Listed entries:
[Start of section]

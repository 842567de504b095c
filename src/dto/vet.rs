//! DTOs exposed by the vet API endpoint.

use serde::{Deserialize, Serialize};

use crate::domain::vet::{Specialty, Vet};

#[derive(Debug, Clone, Serialize, Deserialize, PartialEq)]
#[serde(rename_all = "camelCase")]
pub struct SpecialtyDto {
    pub id: i32,
    pub name: String,
}

#[derive(Debug, Clone, Serialize, Deserialize, PartialEq)]
#[serde(rename_all = "camelCase")]
pub struct VetDto {
    pub id: i32,
    pub first_name: String,
    pub last_name: String,
    pub specialties: Vec<SpecialtyDto>,
}

/// Wire payload for `GET /vets`, serialized to JSON or XML as requested.
#[derive(Debug, Clone, Serialize, Deserialize, PartialEq)]
pub struct VetListPayload {
    #[serde(rename = "vetList")]
    pub vet_list: Vec<VetDto>,
}

impl From<Specialty> for SpecialtyDto {
    fn from(specialty: Specialty) -> Self {
        Self {
            id: specialty.id,
            name: specialty.name,
        }
    }
}

impl From<Vet> for VetDto {
    fn from(vet: Vet) -> Self {
        Self {
            id: vet.id,
            first_name: vet.first_name,
            last_name: vet.last_name,
            specialties: vet.specialties.into_iter().map(Into::into).collect(),
        }
    }
}

impl From<Vec<Vet>> for VetListPayload {
    fn from(vets: Vec<Vet>) -> Self {
        Self {
            vet_list: vets.into_iter().map(Into::into).collect(),
        }
    }
}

[End of section]

Task statement:
Transcribe every entry, keeping each line exactly as it reads.

Response to this exercise:
repository 842567de504b095c
filename src/dto/vet.rs
//! DTOs exposed by the vet API endpoint.

use serde::{Deserialize, Serialize};

use crate::domain::vet::{Specialty, Vet};

#[derive(Debug, Clone, Serialize, Deserialize, PartialEq)]
#[serde(rename_all = "camelCase")]
pub struct SpecialtyDto {
    pub id: i32,
    pub name: String,
}

#[derive(Debug, Clone, Serialize, Deserialize, PartialEq)]
#[serde(rename_all = "camelCase")]
pub struct VetDto {
    pub id: i32,
    pub first_name: String,
    pub last_name: String,
    pub specialties: Vec<SpecialtyDto>,
}

/// Wire payload for `GET /vets`, serialized to JSON or XML as requested.
#[derive(Debug, Clone, Serialize, Deserialize, PartialEq)]
pub struct VetListPayload {
    #[serde(rename = "vetList")]
    pub vet_list: Vec<VetDto>,
}

impl From<Specialty> for SpecialtyDto {
    fn from(specialty: Specialty) -> Self {
        Self {
            id: specialty.id,
            name: specialty.name,
        }
    }
}

impl From<Vet> for VetDto {
    fn from(vet: Vet) -> Self {
        Self {
            id: vet.id,
            first_name: vet.first_name,
            last_name: vet.last_name,
            specialties: vet.specialties.into_iter().map(Into::into).collect(),
        }
    }
}

impl From<Vec<Vet>> for VetListPayload {
    fn from(vets: Vec<Vet>) -> Self {
        Self {
            vet_list: vets.into_iter().map(Into::into).collect(),
        }
    }
}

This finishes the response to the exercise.